Im Neuen Testament spricht Jesus oft über das Gebet.
Beten bedeutet, mit Gott zu sprechen.
Gott ist für Jesus wie ein guter und liebevoller Vater.
Jesus sagt: Beim Beten soll man ehrlich und einfach sein.
Man soll nicht so tun, als wäre man besser als andere.
Jesus ermutigt die Menschen, immer wieder zu Gott zu beten.
Sie sollen bitten, suchen und anklopfen.
Sie können darauf vertrauen, dass Gott sie hört.

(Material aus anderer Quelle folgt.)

//! Signal - Fine-grained Reactive Primitive
//!
//! `Signal<T>` holds a value and records a dependency whenever it is read
//! inside an Effect or Memo.
//!
//! ## Example
//!
//! ```ignore
//! use hookshelf_reactive::Signal;
//!
//! let count = Signal::new(0);
//! assert_eq!(count.get(), 0);
//!
//! count.set(42);
//! count.update(|n| *n += 1);
//! assert_eq!(count.get(), 43);
//! ```

use core::cell::RefCell;
use core::fmt;
use std::rc::Rc;

use crate::runtime::{NodeId, try_with_runtime, with_runtime};

/// A reactive signal that holds a value and tracks dependencies
///
/// Cloning is cheap: all clones share the same value and node.
pub struct Signal<T: 'static> {
	/// Unique identifier for this signal
	id: NodeId,
	/// The actual value, shared via reference counting
	value: Rc<RefCell<T>>,
}

impl<T: 'static> Signal<T> {
	/// Create a new Signal with the given initial value
	pub fn new(value: T) -> Self {
		Self {
			id: NodeId::new(),
			value: Rc::new(RefCell::new(value)),
		}
	}

	/// Get the current value of the signal
	///
	/// This automatically tracks the dependency if called from within an Effect or Memo.
	pub fn get(&self) -> T
	where
		T: Clone,
	{
		with_runtime(|rt| rt.track_dependency(self.id));
		self.get_untracked()
	}

	/// Get the current value without tracking dependencies
	pub fn get_untracked(&self) -> T
	where
		T: Clone,
	{
		self.value.borrow().clone()
	}

	/// Borrow the value, tracking the dependency
	pub fn with<R>(&self, f: impl FnOnce(&T) -> R) -> R {
		with_runtime(|rt| rt.track_dependency(self.id));
		self.with_untracked(f)
	}

	/// Borrow the value without tracking
	pub fn with_untracked<R>(&self, f: impl FnOnce(&T) -> R) -> R {
		f(&self.value.borrow())
	}

	/// Set the signal to a new value and notify dependents
	pub fn set(&self, value: T) {
		*self.value.borrow_mut() = value;
		with_runtime(|rt| rt.notify_signal_change(self.id));
	}

	/// Set the signal only if the new value differs from the current one
	///
	/// Returns whether a change was made.
	pub fn set_if_changed(&self, value: T) -> bool
	where
		T: PartialEq,
	{
		if *self.value.borrow() == value {
			return false;
		}
		self.set(value);
		true
	}

	/// Update the signal's value using a function
	///
	/// Dependents are notified once, after `f` returns.
	pub fn update<F>(&self, f: F)
	where
		F: FnOnce(&mut T),
	{
		f(&mut *self.value.borrow_mut());
		with_runtime(|rt| rt.notify_signal_change(self.id));
	}

	/// Get the NodeId of this signal
	pub fn id(&self) -> NodeId {
		self.id
	}
}

impl<T: 'static> Clone for Signal<T> {
	fn clone(&self) -> Self {
		Self {
			id: self.id,
			value: Rc::clone(&self.value),
		}
	}
}

impl<T: 'static> Drop for Signal<T> {
	fn drop(&mut self) {
		// Only the last clone removes the node from the graph
		if Rc::strong_count(&self.value) == 1 {
			let _ = try_with_runtime(|rt| rt.remove_node(self.id));
		}
	}
}

impl<T: fmt::Debug + 'static> fmt::Debug for Signal<T> {
	fn fmt(&self, f: &mut fmt::Formatter<'_>) -> fmt::Result {
		f.debug_struct("Signal")
			.field("id", &self.id)
			.field("value", &*self.value.borrow())
			.finish()
	}
}

/// Two signals are equal when they are clones of the same node.
impl<T: 'static> PartialEq for Signal<T> {
	fn eq(&self, other: &Self) -> bool {
		self.id == other.id
	}
}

Jesus vertraut Gott beim Beten.
Zum Gebet gehören auch Reue und Vergebung.
Wer anderen Menschen vergibt, dem vergibt auch Gott.

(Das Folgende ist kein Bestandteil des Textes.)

//! Debug hooks: use_render_count and use_debug_information
//!
//! A "render" is one run of the view closure handed to the hook. The closure
//! is run in a layout effect, so it renders once on mount and again,
//! synchronously, every time a signal it read changes.

use std::collections::BTreeMap;

use hookshelf_reactive::Signal;
use serde::Serialize;
use serde_json::Value;

use super::effect::use_layout_effect;
use crate::platform;

/// Counts how many times `view` has rendered, starting at 1 on mount.
///
/// # Example
///
/// ```ignore
/// let (label, set_label) = use_state(String::new());
/// let renders = use_render_count(move || {
///     let _ = label.get();
/// });
/// set_label("x".into());
/// assert_eq!(renders.get_untracked(), 2);
/// ```
pub fn use_render_count<F>(mut view: F) -> Signal<usize>
where
	F: FnMut() + 'static,
{
	let count = Signal::new(0usize);
	use_layout_effect({
		let count = count.clone();
		move || {
			view();
			count.update(|count| *count += 1);
		}
	});
	count
}

/// Previous and current value of a prop that changed between renders
#[derive(Debug, Clone, PartialEq, Serialize)]
pub struct PropChange {
	/// Value at the previous render (`null` if the prop was absent)
	pub previous: Value,
	/// Value at this render (`null` if the prop was removed)
	pub current: Value,
}

/// Snapshot describing the latest render
#[derive(Debug, Clone, Default, PartialEq, Serialize)]
pub struct DebugInformation {
	/// Renders so far, including this one
	pub count: usize,
	/// Props whose value differs from the previous render
	pub changed_props: BTreeMap<String, PropChange>,
	/// Milliseconds since the previous render; `0` on mount
	pub time_since_last_render: f64,
	/// Time of this render in milliseconds since the epoch
	pub last_render_timestamp: f64,
}

fn diff_props(
	previous: &BTreeMap<String, Value>,
	current: &BTreeMap<String, Value>,
) -> BTreeMap<String, PropChange> {
	previous
		.keys()
		.chain(current.keys())
		.filter_map(|key| {
			let before = previous.get(key).cloned().unwrap_or(Value::Null);
			let after = current.get(key).cloned().unwrap_or(Value::Null);
			(before != after).then(|| {
				(
					key.clone(),
					PropChange {
						previous: before,
						current: after,
					},
				)
			})
		})
		.collect()
}

/// Tracks renders of a component driven by `props`.
///
/// `props` is the view: every signal it reads is a dependency, and the map it
/// returns is compared against the previous render's map. Each render is
/// logged with `info_log!`.
///
/// # Example
///
/// ```ignore
/// let (count, set_count) = use_state(0);
/// let info = use_debug_information("Counter", move || {
///     BTreeMap::from([("count".to_string(), json!(count.get()))])
/// });
/// ```
pub fn use_debug_information<F>(component_name: &str, mut props: F) -> Signal<DebugInformation>
where
	F: FnMut() -> BTreeMap<String, Value> + 'static,
{
	let info = Signal::new(DebugInformation::default());
	let name = component_name.to_string();
	let mut previous_props: Option<BTreeMap<String, Value>> = None;

	use_layout_effect({
		let info = info.clone();
		move || {
			let current_props = props();
			let now = platform::now_ms();
			let last = info.get_untracked();

			let next = DebugInformation {
				count: last.count + 1,
				changed_props: previous_props
					.as_ref()
					.map(|previous| diff_props(previous, &current_props))
					.unwrap_or_default(),
				time_since_last_render: if last.count == 0 {
					0.0
				} else {
					now - last.last_render_timestamp
				},
				last_render_timestamp: now,
			};
			crate::info_log!("[debug] {}: {:?}", name, next);

			previous_props = Some(current_props);
			info.set(next);
		}
	});
	info
}

#[cfg(test)]
mod tests {
	use super::*;
	use crate::mount;
	use crate::testing::{advance_time, now, reset};
	use serde_json::json;
	use serial_test::serial;
	use std::time::Duration;

	#[test]
	#[serial]
	fn test_render_count_tracks_view_dependencies() {
		reset();
		let label = Signal::new("a".to_string());
		let unrelated = Signal::new(0);
		let (_scope, renders) = mount({
			let label = label.clone();
			move || {
				use_render_count(move || {
					let _ = label.get();
				})
			}
		});
		assert_eq!(renders.get_untracked(), 1);

		label.set("b".into());
		label.set("c".into());
		unrelated.set(1);
		assert_eq!(renders.get_untracked(), 3);
	}

	#[test]
	#[serial]
	fn test_debug_information_reports_changes() {
		reset();
		let count = Signal::new(0);
		let (_scope, info) = mount({
			let count = count.clone();
			move || {
				use_debug_information("Counter", move || {
					BTreeMap::from([
						("count".to_string(), json!(count.get())),
						("label".to_string(), json!("fixed")),
					])
				})
			}
		});

		let first = info.get_untracked();
		assert_eq!(first.count, 1);
		assert!(first.changed_props.is_empty());
		assert_eq!(first.time_since_last_render, 0.0);
		assert_eq!(first.last_render_timestamp, now());

		advance_time(Duration::from_millis(250));
		count.set(5);

		let second = info.get_untracked();
		assert_eq!(second.count, 2);
		assert_eq!(second.time_since_last_render, 250.0);
		assert_eq!(
			second.changed_props,
			BTreeMap::from([(
				"count".to_string(),
				PropChange {
					previous: json!(0),
					current: json!(5),
				}
			)])
		);
	}

	#[test]
	fn test_diff_props_added_and_removed() {
		let previous = BTreeMap::from([("gone".to_string(), json!(1))]);
		let current = BTreeMap::from([("new".to_string(), json!(true))]);

		let changes = diff_props(&previous, &current);
		assert_eq!(changes.len(), 2);
		assert_eq!(changes["gone"].current, Value::Null);
		assert_eq!(changes["new"].previous, Value::Null);
	}
}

Wir sollen nicht nur um Dinge bitten, die wir selbst haben wollen.
Unsere Bitten sollen auch zu Gottes Willen passen.
Jesus lehrt uns außerdem, für andere Menschen zu beten.
Wir sollen also nicht nur an uns selbst denken.
Manchmal antwortet Gott nicht sofort.
Dann ist es wichtig, geduldig zu bleiben und weiter zu vertrauen.
Jesus selbst betet oft.
„Schmunzeliges“
"Wir werden unser Kind nach seinem Großvater benennen." "Bist du verrückt? Das Kind kann doch nicht Opa heißen!"
Vater unser im Himmel,
geheiligt werde dein Name.
Dein Reich komme.
Dein Wille geschehe, wie im Himmel so auf Erden.
Unser tägliches Brot gib uns heute.
Und vergib uns unsere Schuld,
wie auch wir vergeben unsern Schuldigern.
Und führe uns nicht in Versuchung,
sondern erlöse uns von dem Bösen.
Denn dein ist das Reich und die Kraft
und die Herrlichkeit in Ewigkeit. Amen.